Para hacerle frente a esta situación, se están llevando a cabo diversas políticas alrededor del planeta con el objetivo de alertar a la población y reducir las emisiones de compuestos contaminantes. Un ejemplo es la campaña de concientización global integral BreatheLife, que espera alcanzar los estándares de calidad de aire en todas las ciudades del mundo para el año 2030. Otro ejemplo es el mismo Reino Unido, cuando a fines de abril de 2017 cubrió su demanda energética durante 24 horas sin la necesidad de usar carbón. Esto ocurrió por primera vez desde la Revolución Industrial, y 65 años después de la niebla mortal de 1952.

A pesar de estos salpicados esfuerzos bien intencionados, tanto o más se hace para que la situación empeore. En los últimos años, se ha observado que los niveles globales de contaminación ambiental siguen en aumento y se calcula que al menos el 90% de las personas que viven en zonas urbanas respiran niveles excesivos de estos contaminantes. Grandes automotrices multinacionales manipulan sus autos para que pasen las pruebas de emisiones en los laboratorios, cuando en realidad producen muchos más gases contaminantes que los permitidos por los convenios internacionales.
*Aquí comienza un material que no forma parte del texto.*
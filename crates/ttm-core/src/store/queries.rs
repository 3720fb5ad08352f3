//! Raw SQL and row decoding shared by the event store's read paths.

use chrono::NaiveDate;
use sqlx::sqlite::SqliteRow;
use sqlx::Row;

use crate::error::{Result, StorageError};
use crate::event::{Event, EventKind, TaxId};

pub const EVENTS_BY_TAX_ID: &str = "
SELECT id, event_kind, tax_id, version_date, name, rank, parent_id, source_id
FROM event
WHERE tax_id = ?
ORDER BY version_date ASC, id ASC";

pub const EVENTS_BY_PARENT_ID: &str = "
SELECT id, event_kind, tax_id, version_date, name, rank, parent_id, source_id
FROM event
WHERE parent_id = ?
ORDER BY version_date ASC, id ASC";

pub const EVENTS_BY_TAX_ID_AS_OF: &str = "
SELECT id, event_kind, tax_id, version_date, name, rank, parent_id, source_id
FROM event
WHERE tax_id = ? AND version_date <= ?
ORDER BY version_date ASC, id ASC";

pub const LATEST_EVENT_FOR_TAX_ID: &str = "
SELECT id, event_kind, tax_id, version_date, name, rank, parent_id, source_id
FROM event
WHERE tax_id = ?
ORDER BY version_date DESC, id DESC
LIMIT 1";

pub const LATEST_EVENT_FOR_TAX_ID_AS_OF: &str = "
SELECT id, event_kind, tax_id, version_date, name, rank, parent_id, source_id
FROM event
WHERE tax_id = ? AND version_date <= ?
ORDER BY version_date DESC, id DESC
LIMIT 1";

/// One row per distinct `tax_id`: its most recent event, excluding tax ids
/// whose most recent event is a `delete`. This is the `last_state` map the
/// differential ingester reconstructs on startup.
pub const MOST_RECENT_EVENTS_EXCLUDING_DELETED: &str = "
SELECT e.id, e.event_kind, e.tax_id, e.version_date, e.name, e.rank, e.parent_id, e.source_id
FROM event e
INNER JOIN (
    SELECT tax_id, MAX(version_date) AS max_date
    FROM event
    GROUP BY tax_id
) latest ON e.tax_id = latest.tax_id AND e.version_date = latest.max_date
WHERE e.id = (
    SELECT id FROM event e2
    WHERE e2.tax_id = e.tax_id AND e2.version_date = latest.max_date
    ORDER BY id DESC LIMIT 1
)
AND e.event_kind != 'delete'";

pub fn row_to_event(row: &SqliteRow) -> Result<Event> {
    let kind_str: String = row.try_get("event_kind").map_err(StorageError::Sqlx)?;
    let event_kind = EventKind::from_storage_str(&kind_str)
        .ok_or_else(|| StorageError::config(format!("unknown event_kind in storage: {kind_str}")))?;

    let version_date_str: String = row.try_get("version_date").map_err(StorageError::Sqlx)?;
    let version_date: NaiveDate = version_date_str
        .parse()
        .map_err(|_| StorageError::config(format!("corrupt version_date: {version_date_str}")))?;

    let tax_id: String = row.try_get("tax_id").map_err(StorageError::Sqlx)?;
    let parent_id: Option<String> = row.try_get("parent_id").map_err(StorageError::Sqlx)?;

    Ok(Event {
        id: row.try_get("id").map_err(StorageError::Sqlx)?,
        event_kind,
        tax_id: TaxId::from(tax_id),
        version_date,
        name: row.try_get("name").map_err(StorageError::Sqlx)?,
        rank: row.try_get("rank").map_err(StorageError::Sqlx)?,
        parent_id: parent_id.map(TaxId::from),
        source_id: row.try_get("source_id").map_err(StorageError::Sqlx)?,
    })
}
Líderes mundiales amenazan con retirarse del Acuerdo de París porque ‘no creen’ en el cambio climático. Como ciudadanos, además de reclamar a los políticos que tomen estos problemas seriamente (y, mucho mejor, no votarlos si no lo hacen) también podemos colaborar directamente, por ejemplo usando menos el auto y más la bici, no poniendo el aire acondicionado a 17 grados, disminuyendo un poco la ingesta de carne, moderando el consumo de electricidad o separando los residuos, todo suma. Volviendo a las políticas de estado, si seguimos así, sin regular adecuadamente las emisiones de los contaminantes, sin cumplir y hacer cumplir las leyes vigentes, sin penalizar a quienes no las cumplan y bancando gobernantes carentes de conciencia por el medio ambiente, la cosa se puede poner cada vez peor.

Por un lado, hay esperanzas. Londres parece haber aprendido de sus errores. El incidente de la niebla de aquel año le cambió la cabeza a un mundo que subestimaba los tremendos efectos que la contaminación puede tener sobre la salud y el medio ambiente, y la investigación científica que se impulsó en ese momento aportó la evidencia necesaria para la elaboración de políticas públicas que eviten catástrofes similares. Por otro lado, hoy la situación es diferente: ahora las principales emisiones de contaminantes en ambientes urbanos ya no provienen mayoritariamente de la quema de carbón para calefaccionar hogares, sino del uso de nafta para movernos de acá para allá lo más rápido posible. Y la evidencia científica es consistente: la contaminación ambiental mata. Si queremos seguir disfrutando de nuestras ciudades (y del planeta en general) es momento de desarrollar más y mejores políticas públicas bien orientadas, a gran escala, que nos permitan hacerle frente a este invisible pero efectivo asesino del aire.